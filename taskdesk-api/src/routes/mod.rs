/// API route handlers
///
/// This module contains all route handlers organized by resource:
///
/// - `health`: Health check endpoint
/// - `auth`: Login and current-user endpoints
/// - `users`: User management
/// - `tasks`: Task CRUD

pub mod auth;
pub mod health;
pub mod tasks;
pub mod users;
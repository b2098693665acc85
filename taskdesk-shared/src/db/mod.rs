/// Database plumbing for the PostgreSQL backend
///
/// - `pool`: connection pool creation and health checks
/// - `migrations`: embedded schema migrations
///
/// Queries themselves live in [`crate::store::postgres`].

pub mod migrations;
pub mod pool;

++++++++++++++++++++

- Action item -
With nothing left out, print the data above exactly.

- Written response -
filename taskdesk-api/src/routes/mod.rs
/// API route handlers
///
/// This module contains all route handlers organized by resource:
///
/// - `health`: Health check endpoint
/// - `auth`: Login and current-user endpoints
/// - `users`: User management
/// - `tasks`: Task CRUD

pub mod auth;
pub mod health;
pub mod tasks;
pub mod users;
repository b2098693665acc85
filename taskdesk-shared/src/db/mod.rs
/// Database plumbing for the PostgreSQL backend
///
/// - `pool`: connection pool creation and health checks
/// - `migrations`: embedded schema migrations
///
/// Queries themselves live in [`crate::store::postgres`].

pub mod migrations;
pub mod pool;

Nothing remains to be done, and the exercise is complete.